Ah. The cage rose again, by fits and starts.

Here caves breached the sheer cliff-face and exhaled cool air in her face through swaying vines. Faces were carved in high relief around many openings—past god-kings, perhaps, or portraits of the engineers who had designed Kothifir. Some looked proud, others merely bored. Through their yawning lips she glimpsed the jagged honeycomb of the Undercliff. Plumes of water fell from some cave mouths, also thicker jets from either end of the three-mile-wide semicircular moat that surrounded the city, bracketing it with rainbows. All were fed by the Amar, which approached Kothifir from the north. One couldn’t see it from here, of course, but it was said to be the biggest river short of the Silver to feed into the southern lands.

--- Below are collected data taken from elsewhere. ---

mod common;

use common::{approx_eq, friend, negative, positive, shared};
use lifefold::{Polarity, compute_direct_balance, compute_network_effect, compute_timeline};

#[test]
fn test_direct_balance_sums_signed_magnitudes() {
    let events = vec![negative("a", 5), positive("b", 12), negative("c", 20)];
    assert_eq!(compute_direct_balance(&events), -13);
}

#[test]
fn test_direct_balance_ignores_friends() {
    let events = vec![shared(positive("a", 10), &["f"])];
    assert_eq!(compute_direct_balance(&events), 10);
}

#[test]
fn test_direct_balance_order_independent() {
    let mut events = vec![negative("a", 5), positive("b", 12), negative("c", 20)];
    let forward = compute_direct_balance(&events);
    events.reverse();
    assert_eq!(compute_direct_balance(&events), forward);
}

#[test]
fn test_timeline_starts_at_origin() {
    let timeline = compute_timeline(&[], &[]);
    assert_eq!(timeline.len(), 1);
    assert_eq!(timeline[0].index, 0);
    assert_eq!(timeline[0].direct, 0);
    assert_eq!(timeline[0].network, 0.0);
    assert_eq!(timeline[0].polarity, None);
}

#[test]
fn test_timeline_accumulates() {
    let friends = vec![friend("f", 0.5)];
    let events = vec![
        negative("a", 4),
        shared(positive("b", 10), &["f"]),
        shared(negative("c", 2), &["f"]),
    ];

    let timeline = compute_timeline(&events, &friends);

    assert_eq!(timeline.len(), 4);
    assert_eq!(timeline[1].direct, -4);
    assert_eq!(timeline[1].network, -4.0);
    assert_eq!(timeline[1].polarity, Some(Polarity::Negative));
    assert_eq!(timeline[2].direct, 6);
    assert_eq!(timeline[2].network, 11.0);
    assert_eq!(timeline[3].direct, 4);
    assert_eq!(timeline[3].network, 9.0);
    assert_eq!(timeline[3].index, 3);
}

#[test]
fn test_timeline_end_matches_aggregates() {
    let friends = vec![friend("f", 0.3), friend("g", 0.9)];
    let events = vec![
        shared(positive("a", 7), &["f", "g"]),
        negative("b", 11),
        shared(positive("c", 13), &["g", "removed"]),
    ];

    let last = compute_timeline(&events, &friends).pop().unwrap();
    let direct = compute_direct_balance(&events);
    let network = compute_network_effect(&events, &friends).total;

    assert_eq!(last.direct, direct);
    assert!(approx_eq(last.network, direct as f64 + network));
}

At last here was the lip of the Escarpment. The crane swung her cage over the balustrade and it bounced to rest on Kothifir’s limestone-paved forecourt. A squat, sun-darkened Kothifiran opened the gate.

“So,” he said in Rendish, with a flash of crooked white teeth. “Did missy enjoy her ride? Not that such a featherweight as you is any chore, but next time, maybe the heavier lift for comfort? Yes?”

Jame glanced at the grinning winch-men. So that had been their game, angling for a higher fee. She had already paid at the cliff’s foot. Fishing a small coin out of her pouch as a tip, she flipped it to the proprietor.

“For your courtesy. Have you considered installing a trap door?”

“Oh, we already have that, for those who try to shortchange us.”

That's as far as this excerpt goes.